Martin Hewitt, the former chairman of the National Police Chiefs’ Council, told the Covid inquiry: “There was a regulation that was going to change at one minute past midnight and we received the regulations signed off by the secretary of state for health and social care (Matt Hancock) at 11.45 so we had precisely 16 minutes.”
No border plan
Dame Priti said that early in the pandemic there was no ability to prevent coronavirus arriving in the UK through the borders.
Discussing February and March 2020, lead counsel to the inquiry Hugo Keith KC said: “There was a distinct absence of practical capability to be able to restrict the infection through the border and secondly there was no sophisticated or effective system already thought about, drawn up and ready to be put into place when the virus attacked.”
Dame Priti replied: “I think that’s absolutely correct and, with that, no technical capability.
“At that stage the skills and capabilities simply weren’t there.”
A sub-optimal process
The former home secretary said the Home Office often pushed back against the Department for Health and Social Care (DHSC) when they wanted to introduce another set of coronavirus regulations at the 11th hour, describing the process as “sub-optimal”.
Mr Keith suggested that the role of home secretary is a “very important beast in the jungle”, adding: “When the DHSC presented at the 11th-hour another set of regulations, you must have screamed at them and said ‘you cannot do this again. This is unacceptable. These are matters of criminal law, these are matters of regulating the populace’?”

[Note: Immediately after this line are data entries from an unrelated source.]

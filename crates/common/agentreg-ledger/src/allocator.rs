use agentreg_types::{AgentId, RegistryError};

/// Hands out agent identifiers densely: 0, 1, 2, …
///
/// Owned by `AgentStore`; there is no process-wide counter.
#[derive(Debug, Clone, Default, PartialEq, Eq)]
pub struct IdentifierAllocator {
    next: AgentId,
}

impl IdentifierAllocator {
    pub fn new() -> Self {
        Self::default()
    }

    /// Resume after `next` identifiers have already been issued.
    pub fn starting_at(next: AgentId) -> Self {
        Self { next }
    }

    /// Issue the next identifier and advance.
    ///
    /// Running out of identifiers is a capacity failure, never a normal error.
    pub fn next(&mut self) -> Result<AgentId, RegistryError> {
        let id = self.next;
        self.next = id
            .checked_add(1)
            .ok_or(RegistryError::IdentifierSpaceExhausted)?;
        Ok(id)
    }

    /// The identifier the next call to `next` would return, which is also the
    /// number of identifiers issued so far.
    pub fn peek(&self) -> AgentId {
        self.next
    }
}
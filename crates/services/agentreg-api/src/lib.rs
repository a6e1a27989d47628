//! HTTP and websocket front-end for the agent registry.

#![forbid(unsafe_code)]

pub mod app;
pub mod config;
pub mod error;
pub mod handlers;
pub mod metrics;
pub mod models;
pub mod websocket;

pub use app::{create_app, AppState};
pub use config::ServiceConfig;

Dame Priti responded: “And we did.”
Asked what happened after pushing back against DHSC, the former home secretary said: “They would proceed.

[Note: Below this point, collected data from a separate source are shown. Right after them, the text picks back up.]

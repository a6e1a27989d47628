use agentreg_types::Notification;
use std::sync::{Mutex, PoisonError};
use tokio::sync::broadcast;

/// Receives registry notifications.
///
/// Delivery happens inside the committing transaction, on the caller's
/// thread. A sink must not block; calling back into the registry from
/// `deliver` is rejected with `RegistryError::Reentrant`.
pub trait NotificationSink: Send + Sync {
    fn deliver(&self, notification: &Notification);
}

/// Fans notifications out to any number of async subscribers.
#[derive(Debug, Clone)]
pub struct BroadcastSink {
    tx: broadcast::Sender<Notification>,
}

impl BroadcastSink {
    pub fn new(capacity: usize) -> Self {
        let (tx, _) = broadcast::channel(capacity.max(1));
        Self { tx }
    }

    pub fn subscribe(&self) -> broadcast::Receiver<Notification> {
        self.tx.subscribe()
    }

    pub fn receiver_count(&self) -> usize {
        self.tx.receiver_count()
    }
}

impl NotificationSink for BroadcastSink {
    fn deliver(&self, notification: &Notification) {
        let _ = self.tx.send(notification.clone()); // no subscribers is fine
    }
}

/// Keeps every notification in memory, in delivery order.
#[derive(Debug, Default)]
pub struct MemorySink {
    seen: Mutex<Vec<Notification>>,
}

impl MemorySink {
    pub fn new() -> Self {
        Self::default()
    }

    pub fn notifications(&self) -> Vec<Notification> {
        self.seen
            .lock()
            .unwrap_or_else(PoisonError::into_inner)
            .clone()
    }
}

impl NotificationSink for MemorySink {
    fn deliver(&self, notification: &Notification) {
        self.seen
            .lock()
            .unwrap_or_else(PoisonError::into_inner)
            .push(notification.clone());
    }
}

“The Department for Health and Social Care would say ‘we need these regulatory changes’ and they would go ahead with it.”
Dame Priti continued: “It was sub-optimal at every single level.”
Rule breakers
A divergence in regulations in different areas of the UK and people travelling to beauty spots put pressure on policing, Mr Hewitt said.

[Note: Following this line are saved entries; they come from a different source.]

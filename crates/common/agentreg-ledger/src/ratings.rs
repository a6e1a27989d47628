use crate::storage::{LedgerBatch, LedgerStorage};
use crate::store::AgentStore;
use agentreg_types::{AgentId, AgentRecord, Principal, RegistryError};
use std::sync::Arc;
use tracing::debug;

/// Owns the "has rated" marks and folds accepted ratings into the agent's
/// running sum and count.
///
/// The mark set is insert-only: a mark, once committed, is never cleared.
pub struct RatingLedger {
    storage: Arc<dyn LedgerStorage>,
}

impl RatingLedger {
    pub fn new(storage: Arc<dyn LedgerStorage>) -> Self {
        Self { storage }
    }

    /// Whether `rater` has rated `id`. An unknown agent simply has no marks.
    pub fn has_rated(&self, id: AgentId, rater: &Principal) -> Result<bool, RegistryError> {
        self.storage.has_mark(id, rater)
    }

    /// Stage the mark for `(id, rater)` into `batch`.
    pub fn mark_rated(
        &self,
        id: AgentId,
        rater: &Principal,
        batch: &mut LedgerBatch,
    ) -> Result<(), RegistryError> {
        if batch.has_mark(id, rater) || self.has_rated(id, rater)? {
            return Err(RegistryError::AlreadyRated(id, rater.clone()));
        }
        batch.put_mark(id, rater.clone());
        Ok(())
    }

    /// Commit one rating: the counter update and the mark land together or
    /// not at all. Returns the post-update record.
    ///
    /// Range and self-rating checks belong to the caller.
    pub fn record_rating(
        &self,
        store: &AgentStore,
        id: AgentId,
        value: u8,
        rater: &Principal,
    ) -> Result<AgentRecord, RegistryError> {
        let mut batch = LedgerBatch::new();
        let updated = store.apply_rating(id, value, &mut batch)?;
        self.mark_rated(id, rater, &mut batch)?;
        self.storage.commit(batch)?;
        debug!(
            id,
            rater = %rater,
            total_ratings = updated.total_ratings,
            total_score = updated.total_score,
            "rating committed"
        );
        Ok(updated)
    }
}

#[cfg(test)]
mod tests {
    use super::*;
    use crate::storage::InMemoryStorage;
    use assert_matches::assert_matches;

    fn setup() -> (AgentStore, RatingLedger, AgentId) {
        let storage: Arc<dyn LedgerStorage> = Arc::new(InMemoryStorage::new());
        let mut store = AgentStore::open(storage.clone()).unwrap();
        let id = store
            .create(Principal::new("0xowner"), Principal::new("0xowner"), String::new())
            .unwrap();
        (store, RatingLedger::new(storage), id)
    }

    #[test]
    fn unknown_agent_has_no_marks() {
        let (_, ledger, _) = setup();
        assert!(!ledger.has_rated(404, &Principal::new("0xr1")).unwrap());
    }

    #[test]
    fn record_rating_sets_mark_and_counters() {
        let (store, ledger, id) = setup();
        let r1 = Principal::new("0xr1");
        let updated = ledger.record_rating(&store, id, 5, &r1).unwrap();
        assert_eq!((updated.total_ratings, updated.total_score), (1, 5));
        assert!(ledger.has_rated(id, &r1).unwrap());
        assert_eq!(store.get(id).unwrap(), updated);
    }

    #[test]
    fn second_mark_rejected_and_nothing_committed() {
        let (store, ledger, id) = setup();
        let r1 = Principal::new("0xr1");
        ledger.record_rating(&store, id, 5, &r1).unwrap();

        assert_matches!(
            ledger.record_rating(&store, id, 1, &r1),
            Err(RegistryError::AlreadyRated(i, r)) if i == id && r == r1
        );
        let record = store.get(id).unwrap();
        assert_eq!((record.total_ratings, record.total_score), (1, 5));
    }

    #[test]
    fn duplicate_within_one_batch_rejected() {
        let (_, ledger, id) = setup();
        let r1 = Principal::new("0xr1");
        let mut batch = LedgerBatch::new();
        ledger.mark_rated(id, &r1, &mut batch).unwrap();
        assert_matches!(
            ledger.mark_rated(id, &r1, &mut batch),
            Err(RegistryError::AlreadyRated(..))
        );
    }
}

He said people were “travelling in some cases hundreds of miles” to go to beautiful parts of the UK, making locals “quite angry” about “lots of people from other parts of the country coming into those communities when they are they are abiding by all the rules”.
“People’s preparedness to comply is eroded when I think that the other person over there is having an easier time than me.
‘Unchartered territory‘
Policing during the pandemic was “largely uncharted territory” for forces in terms of trying to achieve compliance with the regulations, Mr Hewitt added.
He said that the response “was going to clash with our normal way of operating as the police service in this country.
“Looking at the other countries where the virus had spread ahead of this country, you could see the kind of measures that were being taken were measures that, as far as I’m aware, in policing terms, nothing like that had happened since the Second World War.
“So we were going to be into positions where we were going to be imposing on people’s liberty and movement and their lives in a way that was totally out of our experience at that point in time.”